Best regards to one and all,
Phil.
User avatar
Phil Hepburn
Posts: 743
Joined: Sun Sep 11, 2016 2:16 pm

The 'shape' of code to come !?

Post by Phil Hepburn »

Okay guys, Frank and Karl for starters,

I have already acknowledged my human side - people traits ! And said sorry ;-0)

However, I need to point out that the code I wrote to find, from the Assemblies, the Enums and their totals, was in fact old style coding, with 'Foreach' loops typed by me, and counts etc..

Now that you have challenged me to do things the LINQ and modern way, we can see a coded solution which looks quite different to my originally posted images.

Thanks to you Karl for making me get to grips with the Extension Method (EM) approach for this problem / solution.

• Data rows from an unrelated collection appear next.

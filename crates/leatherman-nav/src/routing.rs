//! Explicit routing table
//!
//! Routes are literal strings matched by exact equality: every catalog path,
//! a short list of special routes, the root, and one default fallback for
//! everything else.

use crate::config::{RoutesSection, SpecialRoute};
use crate::registry::{ItemRef, Registry};
use crate::{Error, Result};
use std::sync::Arc;
use tracing::debug;

/// The application root.
pub const ROOT_PATH: &str = "/";

/// Whether `path` addresses the application root.
pub fn is_root(path: &str) -> bool {
    path.is_empty() || path == ROOT_PATH
}

/// Outcome of matching a path against the table.
#[derive(Debug, Clone, Copy, PartialEq, Eq)]
pub enum RouteMatch<'a> {
    /// A catalog tool
    Tool(ItemRef<'a>),
    /// A non-catalog route such as settings
    Special(&'a SpecialRoute),
    /// The application root
    Home,
    /// Nothing matched; the router lands on the default route
    Fallback,
}

/// Ordered literal routes plus a default fallback.
#[derive(Debug, Clone)]
pub struct RouteTable {
    registry: Arc<Registry>,
    section: RoutesSection,
    default: String,
}

impl RouteTable {
    /// Build the table for `registry` using the `[routes]` configuration.
    ///
    /// The default route must itself be routable. When none is configured,
    /// the first catalog tool is used.
    pub fn new(registry: Arc<Registry>, routes: &RoutesSection) -> Result<Self> {
        for route in &routes.special {
            if let Some(found) = registry.find_by_path(&route.path) {
                return Err(Error::DuplicatePath {
                    path: route.path.clone(),
                    first: found.category.id.clone(),
                    second: route.label.clone(),
                });
            }
        }

        let default = match routes.default.as_deref() {
            Some(path) => path.to_string(),
            None => registry
                .first_path()
                .or_else(|| routes.special.first().map(|r| r.path.as_str()))
                .ok_or_else(|| Error::config("no default route: catalog and special routes are empty"))?
                .to_string(),
        };

        let table = Self {
            registry,
            section: routes.clone(),
            default,
        };
        if matches!(table.resolve(&table.default), RouteMatch::Home | RouteMatch::Fallback) {
            return Err(Error::config(format!(
                "default route {} is not a known route",
                table.default
            )));
        }
        Ok(table)
    }

    /// Match `path` by exact string equality.
    pub fn resolve(&self, path: &str) -> RouteMatch<'_> {
        if let Some(found) = self.registry.find_by_path(path) {
            return RouteMatch::Tool(found);
        }
        if let Some(route) = self.special_route(path) {
            return RouteMatch::Special(route);
        }
        if is_root(path) {
            return RouteMatch::Home;
        }
        RouteMatch::Fallback
    }

    /// The path the router actually commits when asked for `path`.
    ///
    /// Catalog and special routes commit as-is; the root and unknown paths
    /// redirect to the default route.
    pub fn commit_target<'a>(&'a self, path: &'a str) -> &'a str {
        match self.resolve(path) {
            RouteMatch::Tool(_) | RouteMatch::Special(_) => path,
            RouteMatch::Home | RouteMatch::Fallback => {
                debug!(requested = path, target = %self.default, "Redirecting to default route");
                &self.default
            }
        }
    }

    /// Look up a special route by path.
    pub fn special_route(&self, path: &str) -> Option<&SpecialRoute> {
        self.section.special.iter().find(|r| r.path == path)
    }

    /// Whether the sidebar is rendered on `path`.
    pub fn shows_sidebar(&self, path: &str) -> bool {
        self.special_route(path).is_none_or(|r| r.show_sidebar)
    }

    /// All literal routes: catalog paths in declaration order, then special routes.
    pub fn paths(&self) -> impl Iterator<Item = &str> {
        self.registry
            .items()
            .map(|r| r.item.path.as_str())
            .chain(self.section.special.iter().map(|r| r.path.as_str()))
    }

    pub fn default_route(&self) -> &str {
        &self.default
    }

    pub fn special_routes(&self) -> &[SpecialRoute] {
        &self.section.special
    }

    /// The `[routes]` configuration the table was built from.
    pub fn section(&self) -> &RoutesSection {
        &self.section
    }

    pub fn home_label(&self) -> &str {
        &self.section.home_label
    }

    pub fn registry(&self) -> &Arc<Registry> {
        &self.registry
    }
}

Check out the following - and notice that indeed we could have made it a 'one liner' :-
PearlsCologne_02.jpg
PearlsCologne_02.jpg (162.11 KiB) Viewed 658 times
If you have forgotten how the other (original) code looked then here it is below, for comparison's sake :-
MasksAndEnums_52.jpg
MasksAndEnums_52.jpg (101.32 KiB) Viewed 658 times
Frank, although I have not as yet applied the 'testing' approach, I think you may agree that this more descriptive syntax is less likely to allow me to make my human errors.

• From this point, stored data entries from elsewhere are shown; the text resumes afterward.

//! Error types for leatherman-cli

/// Result type for CLI operations
pub type Result<T> = std::result::Result<T, CliError>;

/// Errors that can occur in CLI operations
#[derive(Debug, thiserror::Error)]
pub enum CliError {
    /// Error from leatherman-nav
    #[error(transparent)]
    Nav(#[from] leatherman_nav::Error),

    /// JSON output error
    #[error(transparent)]
    Json(#[from] serde_json::Error),

    /// Standard I/O error
    #[error(transparent)]
    Io(#[from] std::io::Error),

    /// User-facing error with a message
    #[error("{message}")]
    User { message: String },
}

impl CliError {
    /// Create a new user error with the given message
    pub fn user(message: impl Into<String>) -> Self {
        Self::User {
            message: message.into(),
        }
    }
}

I have to say that I owe a "BIG THANKYOU" to Nick Friend for getting me to accept and use the Extension Method approach for LINQ style coding. At times it is not possible to use the more 'flowery' and artistic Microsoft 'query' syntax, stuff that looks familiar to SQL programmers. Its nice to have both available to us.

When EM's are used as in the code shown in the first image, we are really using the Functional Programming approach - where the output from one 'function' is used as input to the next one, and so on down the line, or chain of events. Start to finish, or top to bottom, is really a time direction, or sequence of events.

Because we are effectively doing functional coding, we can have multiple Select clauses represented. I have used three in this one query.

Remember that I am using L2O - LINQ to Objects, meaning the data is already in in-memory objects and collections.

The BIG benefit here is the 'SelectMany' EM, which allows us to 'flatten' the Assembly/Types structure, which then can be further processed and filtered etc..

I hope this interests a few guys who are not scared of those evangelists from Wales. We used to call such guys 'teachers' - in the old days.

Remember, you can now (with X#) mix this sort (style) of code up alongside the older stuff, so we can gradually introduce ourselves to the new technologies. We don't need to do any sort of a re-write but obviously some guys seem to like refactoring their code ;-0)

Also remember, 80% of our code needs clarity and not performance ! Does the 80/20 rule still apply ?

Best regards to one and all,
Phil.
Frank Maraite
Posts: 178
Joined: Sat Dec 05, 2015 10:44 am
Location: Germany

The 'shape' of code to come !?

Post by Frank Maraite »

Phil,

thanks for this.
One of the next things to do (for me) is writing the needed set of EM's for the DbServer class. Don't know how difficult this will be.

Long live DBF :-) . I'm sure you disagree.

I see your FOR code does a little bit more than your LINQ code does. Some counting, calculating pertentages. I think it's unfair to compare functions that have different results.

I think the art of programming is like in all crafts: take the right tool. But than we need to learn the tools before we know which to use.